[Saved entries]
========================================================================
//! Report browser: open, favorite, select and download report files.

use std::collections::BTreeSet;
use std::future::Future;
use std::path::{Path, PathBuf};
use std::sync::Arc;

use bytes::Bytes;
use color_eyre::eyre::Result;
use crossterm::event::{KeyCode, KeyEvent};
use ratatui::Frame;
use ratatui::layout::{Constraint, Layout, Rect};
use ratatui::style::Style;
use ratatui::text::{Line, Span};
use ratatui::widgets::{Cell, Paragraph, Row, Table, Wrap};
use throbber_widgets_tui::ThrobberState;
use tracing::info;

use rwtool_core::screens::report_viewer::DEFAULT_ZIP_NAME;
use rwtool_core::screens::ReportViewer;
use rwtool_core::{CoreError, ReportFile, ReportRef};

use super::{Cursor, panel, render_empty, render_footer, spawn_op};
use crate::action::Action;
use crate::component::Component;
use crate::screen::ScreenId;
use crate::theme;
use crate::widgets::{fmt, form};

pub struct ReportsScreen {
    focused: bool,
    vm: Arc<ReportViewer>,
    rows: Vec<Arc<ReportFile>>,
    selection: BTreeSet<ReportRef>,
    cursor: Cursor,
    download_dir: PathBuf,
    throbber: ThrobberState,
}

/// Await a download and write the bytes to `path`. Failures land on the
/// view-model's notifier either way.
fn save_to<F>(vm: Arc<ReportViewer>, path: PathBuf, download: F)
where
    F: Future<Output = Result<Bytes, CoreError>> + Send + 'static,
{
    tokio::spawn(async move {
        let Ok(bytes) = download.await else {
            return;
        };
        match tokio::fs::write(&path, &bytes).await {
            Ok(()) => {
                info!(path = %path.display(), bytes = bytes.len(), "report saved");
                vm.notifier().success(format!("Saved {}", path.display()));
            }
            Err(err) => {
                vm.notifier().error(format!("Could not write {}: {err}", path.display()));
            }
        }
    });
}

/// Target file inside `dir`, keeping only the final path component of
/// the server-provided name.
fn target_path(dir: &Path, file_name: &str) -> PathBuf {
    let name = Path::new(file_name)
        .file_name()
        .map_or_else(|| "report".into(), |n| n.to_string_lossy().into_owned());
    dir.join(name)
}

impl ReportsScreen {
    pub fn new(vm: Arc<ReportViewer>, download_dir: PathBuf) -> Self {
        Self {
            focused: false,
            vm,
            rows: Vec::new(),
            selection: BTreeSet::new(),
            cursor: Cursor::default(),
            download_dir,
            throbber: ThrobberState::default(),
        }
    }

    fn recompute(&mut self) {
        self.rows = self.vm.visible();
        self.selection = self.vm.selection();
        self.cursor.clamp(self.rows.len());
    }

    fn selected(&self) -> Option<ReportRef> {
        self.rows.get(self.cursor.index()).map(|f| f.reference())
    }

    fn download_one(&self, reference: ReportRef) {
        let vm = Arc::clone(&self.vm);
        let path = target_path(&self.download_dir, &reference.file_name);
        let fut = {
            let vm = Arc::clone(&vm);
            async move { vm.download(&reference).await }
        };
        save_to(vm, path, fut);
    }

    fn download_batch(&self) {
        let vm = Arc::clone(&self.vm);
        let path = self.download_dir.join(DEFAULT_ZIP_NAME);
        let fut = {
            let vm = Arc::clone(&vm);
            async move { vm.download_selected(None).await }
        };
        save_to(vm, path, fut);
    }

    fn handle_open_key(&self, key: KeyEvent) {
        match key.code {
            KeyCode::Esc | KeyCode::Char('q') => self.vm.close(),
            KeyCode::Char('d') => {
                if let Some(open) = self.vm.opened().get() {
                    self.download_one(open.reference);
                }
            }
            _ => {}
        }
    }

    fn render_open(&self, frame: &mut Frame, area: Rect) {
        let Some(open) = self.vm.opened().get() else {
            return;
        };
        let inner = form::dialog(frame, form::centered(area, 90, 12), &open.reference.file_name);
        let label = |s: &'static str| Span::styled(format!("  {s:<10}"), Style::default().fg(theme::DIM_WHITE));
        let mut lines = vec![
            Line::from(vec![
                label("Folder"),
                Span::styled(open.reference.folder.clone(), Style::default().fg(theme::CORAL)),
            ]),
            Line::from(vec![
                label("Preview"),
                Span::styled(open.preview_url.to_string(), Style::default().fg(theme::NEON_CYAN)),
            ]),
            Line::from(vec![
                label("Download"),
                Span::styled(open.download_url.to_string(), Style::default().fg(theme::NEON_CYAN)),
            ]),
        ];
        match open.metadata {
            Some(meta) => {
                lines.push(Line::from(vec![
                    label("Size"),
                    Span::raw(fmt::size(Some(meta.size))),
                ]));
                lines.push(Line::from(vec![
                    label("Type"),
                    Span::raw(meta.content_type.unwrap_or_else(|| fmt::DASH.into())),
                ]));
                if !meta.exists {
                    lines.push(Line::from(Span::styled(
                        "  File is missing from storage",
                        Style::default().fg(theme::ERROR_RED),
                    )));
                }
            }
            None => lines.push(Line::from(Span::styled("  Metadata unavailable", theme::key_hint()))),
        }
        lines.push(Line::from(""));
        lines.push(form::hints(&[("d", "download"), ("Esc", "close")]));
        frame.render_widget(Paragraph::new(lines).wrap(Wrap { trim: false }), inner);
    }
}

impl Component for ReportsScreen {
    fn handle_key_event(&mut self, key: KeyEvent) -> Result<Option<Action>> {
        if self.vm.opened().is_open() {
            self.handle_open_key(key);
            return Ok(None);
        }
        if self.cursor.handle_key(key, self.rows.len()) {
            return Ok(None);
        }

        match key.code {
            KeyCode::Char('D') => self.download_batch(),
            KeyCode::Char('c') => self.vm.clear_selection(),
            code => {
                let Some(reference) = self.selected() else {
                    return Ok(None);
                };
                match code {
                    KeyCode::Enter | KeyCode::Char('o') => {
                        let vm = Arc::clone(&self.vm);
                        spawn_op("open report", async move { vm.open(&reference).await });
                    }
                    KeyCode::Char('*') => {
                        let vm = Arc::clone(&self.vm);
                        spawn_op("toggle favorite", async move {
                            vm.toggle_favorite(&reference).await
                        });
                    }
                    KeyCode::Char(' ') => self.vm.toggle_selected(&reference),
                    KeyCode::Char('d') => self.download_one(reference),
                    _ => {}
                }
            }
        }
        Ok(None)
    }

    fn update(&mut self, action: &Action) -> Result<Option<Action>> {
        match action {
            Action::DataChanged(ScreenId::Reports) => self.recompute(),
            Action::Refresh => {
                let vm = Arc::clone(&self.vm);
                spawn_op("load reports", async move { vm.load().await });
            }
            Action::SearchInput(query) => {
                self.vm.filter().set_search(query.clone());
                self.recompute();
            }
            Action::CloseSearch => {
                self.vm.filter().set_search("");
                self.recompute();
            }
            Action::Tick => self.throbber.calc_next(),
            _ => {}
        }
        Ok(None)
    }

    fn render(&self, frame: &mut Frame, area: Rect) {
        let total = self.vm.files().items().len();
        let favorites = self.vm.favorites().items().len();
        let mut title = format!(" Reports ({}/{total}) · ★ {favorites} ", self.rows.len());
        if !self.selection.is_empty() {
            title.push_str(&format!("· {} selected ", self.selection.len()));
        }
        let block = panel(title, self.focused);
        let inner = block.inner(area);
        frame.render_widget(block, area);

        let layout = Layout::vertical([Constraint::Min(1), Constraint::Length(1)]).split(inner);

        if self.rows.is_empty() {
            render_empty(frame, layout[0], "No reports available for your groups");
        } else {
            let header = Row::new(["", "", "File", "Folder", "Size", "Modified"])
                .style(theme::table_header());
            let rows = self.rows.iter().map(|f| {
                let reference = f.reference();
                let star = if self.vm.is_favorite(&reference) { "★" } else { " " };
                let mark = if self.selection.contains(&reference) { "●" } else { " " };
                Row::new([
                    Cell::from(mark).style(Style::default().fg(theme::ELECTRIC_PURPLE)),
                    Cell::from(star).style(Style::default().fg(theme::ELECTRIC_YELLOW)),
                    Cell::from(f.file_name.clone()).style(Style::default().fg(theme::NEON_CYAN)),
                    Cell::from(f.folder.clone()).style(Style::default().fg(theme::CORAL)),
                    Cell::from(fmt::size(f.size)),
                    Cell::from(f.last_modified.clone().unwrap_or_else(|| fmt::DASH.into())),
                ])
                .style(theme::table_row())
            });
            let widths = [
                Constraint::Length(1),
                Constraint::Length(1),
                Constraint::Fill(3),
                Constraint::Fill(1),
                Constraint::Length(10),
                Constraint::Length(20),
            ];
            let table = Table::new(rows, widths)
                .header(header)
                .row_highlight_style(theme::table_selected())
                .highlight_symbol("▸");
            frame.render_stateful_widget(table, layout[0], &mut self.cursor.state());
        }

        let state = self.vm.files().state();
        render_footer(
            frame,
            layout[1],
            &self.throbber,
            state.is_loading,
            state.last_error.as_deref(),
            form::hints(&[
                ("Enter", "open"),
                ("*", "favorite"),
                ("Space", "select"),
                ("d", "download"),
                ("D", "zip selected"),
            ]),
        );

        self.render_open(frame, area);
    }

    fn captures_input(&self) -> bool {
        self.vm.opened().is_open()
    }

    fn set_focused(&mut self, focused: bool) {
        self.focused = focused;
    }

    fn id(&self) -> &'static str {
        "Reports"
    }
}

#[cfg(test)]
mod tests {
    use rwtool_core::Notifier;

    use super::*;
    use crate::screens::fixtures::{gateways, key, session};

    #[test]
    fn downloads_stay_inside_the_target_dir() {
        let dir = Path::new("/tmp/out");
        assert_eq!(target_path(dir, "q1.pdf"), dir.join("q1.pdf"));
        assert_eq!(target_path(dir, "../../etc/passwd"), dir.join("passwd"));
        assert_eq!(target_path(dir, ".."), dir.join("report"));
    }

    #[tokio::test]
    async fn clear_key_empties_the_selection() {
        let vm = Arc::new(ReportViewer::new(&gateways(), Notifier::default(), session()));
        vm.toggle_selected(&ReportRef::new("Finance", "q1.pdf"));
        let mut s = ReportsScreen::new(Arc::clone(&vm), PathBuf::from("."));
        s.recompute();
        assert_eq!(s.selection.len(), 1);

        s.handle_key_event(key('c')).expect("key");
        s.recompute();
        assert!(s.selection.is_empty());
    }
}
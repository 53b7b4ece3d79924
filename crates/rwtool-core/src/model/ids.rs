// ── Identifier types ──
//
// Domains and subscription requests are keyed by opaque server strings;
// user groups by a numeric database id. Newtypes keep them from being
// passed to the wrong gateway call.

use std::fmt;

use serde::{Deserialize, Serialize};

macro_rules! string_id {
    ($(#[$meta:meta])* $name:ident) => {
        $(#[$meta])*
        #[derive(Debug, Clone, PartialEq, Eq, Hash, PartialOrd, Ord, Serialize, Deserialize)]
        #[serde(transparent)]
        pub struct $name(String);

        impl $name {
            pub fn as_str(&self) -> &str {
                &self.0
            }
        }

        impl fmt::Display for $name {
            fn fmt(&self, f: &mut fmt::Formatter<'_>) -> fmt::Result {
                f.write_str(&self.0)
            }
        }

        impl From<String> for $name {
            fn from(s: String) -> Self {
                Self(s)
            }
        }

        impl From<&str> for $name {
            fn from(s: &str) -> Self {
                Self(s.to_owned())
            }
        }
    };
}

string_id!(
    /// Server-assigned domain identifier.
    DomainId
);

string_id!(
    /// Server-assigned subscription request identifier.
    RequestId
);

/// Numeric user group identifier.
#[derive(Debug, Clone, Copy, PartialEq, Eq, Hash, PartialOrd, Ord, Serialize, Deserialize)]
#[serde(transparent)]
pub struct GroupId(pub i64);

impl fmt::Display for GroupId {
    fn fmt(&self, f: &mut fmt::Formatter<'_>) -> fmt::Result {
        write!(f, "{}", self.0)
    }
}

impl From<i64> for GroupId {
    fn from(id: i64) -> Self {
        Self(id)
    }
}

impl std::str::FromStr for GroupId {
    type Err = std::num::ParseIntError;

    fn from_str(s: &str) -> Result<Self, Self::Err> {
        s.trim().parse().map(Self)
    }
}
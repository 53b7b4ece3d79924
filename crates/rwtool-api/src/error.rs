use thiserror::Error;

/// Top-level error type for the `rwtool-api` crate.
///
/// Covers every failure mode of the report platform REST API:
/// authentication, transport, non-success responses, and decoding.
/// `rwtool-core` maps these into user-facing messages.
#[derive(Debug, Error)]
pub enum Error {
    // ── Authentication ──────────────────────────────────────────────
    /// Login rejected (HTTP 401 or `INVALID_CREDENTIALS`).
    #[error("Authentication failed: {message}")]
    Authentication { message: String },

    // ── Transport ───────────────────────────────────────────────────
    /// HTTP transport error (connection refused, DNS failure, timeout, etc.)
    #[error("HTTP transport error: {0}")]
    Transport(#[from] reqwest::Error),

    /// URL parsing error.
    #[error("Invalid URL: {0}")]
    InvalidUrl(#[from] url::ParseError),

    /// Building the HTTP client failed.
    #[error("HTTP client setup failed: {0}")]
    ClientSetup(String),

    // ── API ─────────────────────────────────────────────────────────
    /// Non-success response. `message` is the server-provided text, if any.
    #[error("API error (HTTP {status}): {}", message.as_deref().unwrap_or("no message"))]
    Api {
        status: u16,
        message: Option<String>,
        /// Machine-readable `error` code from a JSON body (e.g. `EMAIL_EXISTS`).
        code: Option<String>,
    },

    // ── Data ────────────────────────────────────────────────────────
    /// JSON deserialization failed, with the raw body for debugging.
    #[error("Deserialization error: {message}")]
    Deserialization { message: String, body: String },
}

impl Error {
    /// Returns `true` if this is a transient error worth retrying by hand.
    pub fn is_transient(&self) -> bool {
        match self {
            Self::Transport(e) => e.is_timeout() || e.is_connect(),
            Self::Api { status, .. } => *status >= 500,
            _ => false,
        }
    }

    /// Returns `true` if this is a "not found" error.
    pub fn is_not_found(&self) -> bool {
        match self {
            Self::Transport(e) => e.status() == Some(reqwest::StatusCode::NOT_FOUND),
            Self::Api { status: 404, .. } => true,
            _ => false,
        }
    }

    /// The server-provided message, when the server sent one.
    pub fn server_message(&self) -> Option<&str> {
        match self {
            Self::Api { message, .. } => message.as_deref(),
            Self::Authentication { message } => Some(message),
            _ => None,
        }
    }

    /// Extract the API error code, if available.
    pub fn api_error_code(&self) -> Option<&str> {
        match self {
            Self::Api { code, .. } => code.as_deref(),
            _ => None,
        }
    }

    /// HTTP status of a non-success response.
    pub fn status(&self) -> Option<u16> {
        match self {
            Self::Api { status, .. } => Some(*status),
            Self::Transport(e) => e.status().map(|s| s.as_u16()),
            _ => None,
        }
    }
}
========================================================================
Above are the records. Copy every line in them holding "body".

        /// Machine-readable `error` code from a JSON body (e.g. `EMAIL_EXISTS`).
    /// JSON deserialization failed, with the raw body for debugging.
    Deserialization { message: String, body: String },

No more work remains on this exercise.